• Home
  • Blog (Practice Videos)
  • Centering Movement
  • Thinking Feelingly
  • Retreats
  • Published Work
  • Yoga & Poetry Classes
  • Bio
    • Contact
  • my Philly somatics studio, Shiné: Mind/BodySpirit
  SHINÉ YOGA/MOVING POETICS

MOVING POETICS BLOG

leav-ing

10/18/2024

0 Comments

 
This video is set to excerpts from these three poems and also a recording of my sibling (cello) and my mother (piano) and her dog Daisy (claw-scurrying on the kitchen floor), playing Arvo Pärt's "Spiegel im Spiegel" for my 50th birthday.

Linda Pastan, "October"
Who can mediate
between the body and its undoing?
At night in each of my limbs
I feel the skeletal tree ache,
and I dream of leaves
in their feverish colors, floating
through the small streams
and tributaries of the blood.
At noon in the smoldering woods
I gather black grapes
that purse and caress the mouth,
I gather thistles and burrs-
whole armfuls of dissolution,
while from a branch
the chuck-will's widow calls
forgive, forgive

Marie Ponsot, "The End of October"
Leaves wait as the reversal of wind
comes to a stop. The stopped woods
are seized of quiet; waiting for rain
bird & bug conversations stutter to a
stop.
Between the road
and the car in the road and me in the car,
and the woods
and the forms standing tall and the broken
forms and the small forms that crawl there,
the rain begins to fall.
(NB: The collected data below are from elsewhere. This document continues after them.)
//! Tiered search with acceptance filtering on the loosest tier.

use serde::{Deserialize, Serialize};
use std::sync::Arc;
use tracing::{debug, info};

use crate::metrics;
use crate::release::{detect_episode, detect_season, EpisodeTarget};

use super::dedup::deduplicate_records;
use super::{IndexQuery, ReleaseIndex, ReleaseRecord, SearchError};

/// Movie or episodic content.
#[derive(Debug, Clone, Copy, Default, PartialEq, Eq, Serialize, Deserialize)]
#[serde(rename_all = "lowercase")]
pub enum MediaType {
    #[default]
    Movie,
    #[serde(alias = "show", alias = "tv")]
    Series,
}

impl MediaType {
    pub fn as_str(&self) -> &'static str {
        match self {
            MediaType::Movie => "movie",
            MediaType::Series => "series",
        }
    }
}

/// What the caller is looking for.
#[derive(Debug, Clone, Default, PartialEq, Eq)]
pub struct SearchRequest {
    pub title: String,
    pub imdb_id: Option<String>,
    pub year: Option<u32>,
    pub season: Option<u32>,
    pub episode: Option<u32>,
    pub media_type: MediaType,
}

/// The tier that produced a result set.
#[derive(Debug, Clone, Copy, PartialEq, Eq, Serialize)]
#[serde(rename_all = "snake_case")]
pub enum SearchTier {
    /// Title plus discrete year/IMDB/season/episode filters.
    Structured,
    /// `"<title> SxxEyy"` as free text.
    StringFallback,
    /// Title alone, filtered for season/episode disagreement.
    TitleOnly,
}

impl SearchTier {
    pub fn as_str(&self) -> &'static str {
        match self {
            SearchTier::Structured => "structured",
            SearchTier::StringFallback => "string_fallback",
            SearchTier::TitleOnly => "title_only",
        }
    }
}

/// Results of a cascade. `tier` is `None` when every tier came back empty.
#[derive(Debug, Clone, PartialEq, Eq)]
pub struct CascadeOutcome {
    pub tier: Option<SearchTier>,
    pub records: Vec<ReleaseRecord>,
}

/// Runs progressively looser queries until one returns something.
///
/// Each tier's results replace the previous tier's; nothing is merged.
pub struct SearchCascade {
    index: Arc<dyn ReleaseIndex>,
}

impl SearchCascade {
    pub fn new(index: Arc<dyn ReleaseIndex>) -> Self {
        Self { index }
    }

    pub async fn search(&self, request: &SearchRequest) -> Result<CascadeOutcome, SearchError> {
        let outcome = self.run_tiers(request).await?;

        let tier = outcome.tier.map(|t| t.as_str()).unwrap_or("empty");
        metrics::SEARCH_TIER_RESULTS.with_label_values(&[tier]).inc();
        metrics::SEARCH_RESULTS
            .with_label_values(&[])
            .observe(outcome.records.len() as f64);
        info!(
            index = self.index.name(),
            title = %request.title,
            tier,
            results = outcome.records.len(),
            "Search cascade complete"
        );

        Ok(outcome)
    }

    async fn run_tiers(&self, request: &SearchRequest) -> Result<CascadeOutcome, SearchError> {
        let structured = IndexQuery {
            query_title: request.title.clone(),
            imdb_id: request.imdb_id.clone(),
            year: request.year,
            season: request.season,
            episode: request.episode,
        };
        let records = self.query(&structured).await?;
        if !records.is_empty() {
            return Ok(found(SearchTier::Structured, records));
        }

        let target = EpisodeTarget::from_parts(request.season, request.episode);
        if let Some(target) = target {
            let text = format!("{} {}", request.title, target.tag());
            debug!(query = %text, "Structured search empty, trying string fallback");
            let records = self.query(&IndexQuery::text(text)).await?;
            if !records.is_empty() {
                return Ok(found(SearchTier::StringFallback, records));
            }
        }

        if let (MediaType::Series, Some(season)) = (request.media_type, request.season) {
            debug!(title = %request.title, "Falling back to title-only search");
            let records: Vec<_> = self
                .query(&IndexQuery::text(request.title.clone()))
                .await?
                .into_iter()
                .filter(|r| accepts(&r.title, season, request.episode))
                .collect();
            if !records.is_empty() {
                return Ok(found(SearchTier::TitleOnly, records));
            }
        }

        Ok(CascadeOutcome {
            tier: None,
            records: Vec::new(),
        })
    }

    async fn query(&self, query: &IndexQuery) -> Result<Vec<ReleaseRecord>, SearchError> {
        Ok(deduplicate_records(self.index.search(query).await?))
    }
}

fn found(tier: SearchTier, records: Vec<ReleaseRecord>) -> CascadeOutcome {
    CascadeOutcome {
        tier: Some(tier),
        records,
    }
}

/// Title-only acceptance: reject on a detected season or episode that
/// disagrees with the target. Undetectable numbers are accepted.
pub fn accepts(title: &str, season: u32, episode: Option<u32>) -> bool {
    if detect_season(title).is_some_and(|s| s != season) {
        return false;
    }
    match (episode, detect_episode(title)) {
        (Some(wanted), Some(found)) => wanted == found,
        _ => true,
    }
}

#[cfg(test)]
mod tests {
    use super::*;
    use crate::testing::{fixtures, MockIndex};

    fn series_request() -> SearchRequest {
        SearchRequest {
            title: "Foo".to_string(),
            season: Some(1),
            episode: Some(2),
            media_type: MediaType::Series,
            ..Default::default()
        }
    }

    #[tokio::test]
    async fn test_structured_tier_wins() {
        let index = Arc::new(MockIndex::new());
        index
            .set_results(vec![fixtures::release_record("Foo.S01E02.1080p", 1)])
            .await;

        let cascade = SearchCascade::new(index.clone());
        let outcome = cascade.search(&series_request()).await.unwrap();

        assert_eq!(outcome.tier, Some(SearchTier::Structured));
        assert_eq!(outcome.records.len(), 1);

        let queries = index.recorded_queries().await;
        assert_eq!(queries.len(), 1);
        assert_eq!(queries[0].query_title, "Foo");
        assert_eq!(queries[0].season, Some(1));
        assert_eq!(queries[0].episode, Some(2));
    }

    #[tokio::test]
    async fn test_cascade_falls_through_all_tiers() {
        let index = Arc::new(MockIndex::new());
        index
            .set_query_handler(|query| {
                if query.query_title == "Foo" && query.season.is_none() {
                    vec![
                        fixtures::release_record("Foo.S01E02.720p", 1),
                        fixtures::release_record("Foo.S02E02.720p", 2),
                        fixtures::release_record("Foo.S01.Complete", 3),
                        fixtures::release_record("Foo.S01E05.1080p", 4),
                        fixtures::release_record("Foo.2019.1080p.x264", 5),
                    ]
                } else {
                    Vec::new()
                }
            })
            .await;

        let cascade = SearchCascade::new(index.clone());
        let outcome = cascade.search(&series_request()).await.unwrap();

        assert_eq!(outcome.tier, Some(SearchTier::TitleOnly));
        let titles: Vec<_> = outcome.records.iter().map(|r| r.title.as_str()).collect();
        assert_eq!(
            titles,
            vec!["Foo.S01E02.720p", "Foo.S01.Complete", "Foo.2019.1080p.x264"]
        );

        let queries = index.recorded_queries().await;
        assert_eq!(queries.len(), 3);
        assert_eq!(queries[1], IndexQuery::text("Foo S01E02"));
        assert_eq!(queries[2], IndexQuery::text("Foo"));
    }

    #[tokio::test]
    async fn test_string_fallback_tier() {
        let index = Arc::new(MockIndex::new());
        index
            .set_query_handler(|query| {
                if query.query_title == "Foo S01E02" {
                    vec![fixtures::release_record("Foo.S01E02.WEB", 9)]
                } else {
                    Vec::new()
                }
            })
            .await;

        let outcome = SearchCascade::new(index.clone())
            .search(&series_request())
            .await
            .unwrap();

        assert_eq!(outcome.tier, Some(SearchTier::StringFallback));
        assert_eq!(index.search_count().await, 2);
    }

    #[tokio::test]
    async fn test_movie_stops_after_structured() {
        let index = Arc::new(MockIndex::new());
        let request = SearchRequest {
            title: "Bar".to_string(),
            year: Some(2020),
            ..Default::default()
        };

        let outcome = SearchCascade::new(index.clone())
            .search(&request)
            .await
            .unwrap();

        assert_eq!(outcome.tier, None);
        assert!(outcome.records.is_empty());
        assert_eq!(index.search_count().await, 1);
    }

    #[tokio::test]
    async fn test_results_are_deduplicated() {
        let index = Arc::new(MockIndex::new());
        index
            .set_results(vec![
                fixtures::release_record("Foo A", 1),
                fixtures::release_record("Foo B", 1),
            ])
            .await;

        let outcome = SearchCascade::new(index)
            .search(&series_request())
            .await
            .unwrap();

        assert_eq!(outcome.records.len(), 1);
        assert_eq!(outcome.records[0].title, "Foo A");
    }

    #[tokio::test]
    async fn test_index_failure_propagates() {
        let index = Arc::new(MockIndex::new());
        index.set_next_error(SearchError::Timeout).await;

        let result = SearchCascade::new(index).search(&series_request()).await;
        assert!(matches!(result, Err(SearchError::Timeout)));
    }

    #[test]
    fn test_accepts() {
        assert!(accepts("Foo.S01E02.720p", 1, Some(2)));
        assert!(accepts("Foo.S01.Complete", 1, Some(2)));
        assert!(accepts("Foo Season 1", 1, None));
        assert!(accepts("Foo.2019.1080p.x264", 1, Some(2)));
        assert!(!accepts("Foo.S02E02.720p", 1, Some(2)));
        assert!(!accepts("Foo.1x05.HDTV", 1, Some(2)));
        assert!(accepts("Foo.1x05.HDTV", 1, None));
    }

    #[test]
    fn test_media_type_aliases() {
        let parsed: MediaType = serde_json::from_str("\"show\"").unwrap();
        assert_eq!(parsed, MediaType::Series);
        let parsed: MediaType = serde_json::from_str("\"movie\"").unwrap();
        assert_eq!(parsed, MediaType::Movie);
    }
}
Rain-strands,
thin slips of vertical rivers, roll
the shredded waters out of the cloud
and dump them puddling to the ground.
Like sticks half-drowned the trees
lean so my eyes snap some into
lightning shapes, bent & bent.
I leave the car to wee where, lower,
the leaves of the shrubs beaten goldleaf
huddle together. In some spaces
nothing but rain appears.

Whatever crosses over
through the wall of rain
changes; old leaves are
now gold. The wall is
continuous, doorless. True,
to get past this wall
there's no need for a door
since it closes around me
as I go through.

Czeslow Milosz, "This Only"
A valley and above it forests in autumn colors.
A voyager arrives, a map leads him there.
Or perhaps memory. Once long ago in the sun,
When snow first fell, riding this way
He felt joy, strong, without reason,
Joy of the eyes. Everything was the rhythm
Of shifting trees, of a bird in flight,
Of a train on the viaduct, a feast in motion.
He returns years later, has no demands.
He wants only one, most precious thing:
To see, purely and simply, without name,
Without expectations, fears, or hopes,
At the edge where there is no I or not-I.

POETIC THEMES
Last week I woke up and noticed my front tooth is turning gray. There's a meme of a tree in its full glory with the message, "The trees are about to show us how beautiful letting go can be." Last October I saw it and it struck me as very poignant. This year I saw it again and, for some reason, it made me furious! Something between Covid or my dog dying or my kid leaving for college or maybe perimenopause - who knows - calls bullshit on the beauty of letting go. I's not beautiful. It's just plain HARD. In a poem entitled "In a Northern Country," Linda Pastan confesses, "I'm tired of the way the seasons keep changing, / mimicking the seasons of the flesh which are real / and finite." Amen, sister. There's a fatigue that I recognize in Pastan that keeps me company. It's an exhaustion with the deterioration of the flesh. In "End of October" she wonders, "Perhaps beauty / is the mother of death, / not the other way around." There's a kind of crone-wisdom in perceiving that truth can be toothed, arresting and still tender. Nothing can mediate the ache of undoing as we watch our colorful leaves float on down the river. Buh-bye Youth and prettiness! Living is an exercise in loss, as we break down to skeleton. Still, the grapes that purse the mouth also caress it. Knowing as we do that we can't hold the world forever, our "armfuls of dissolution" are spiky, bristled - not pussy-willows but thistles and burrs.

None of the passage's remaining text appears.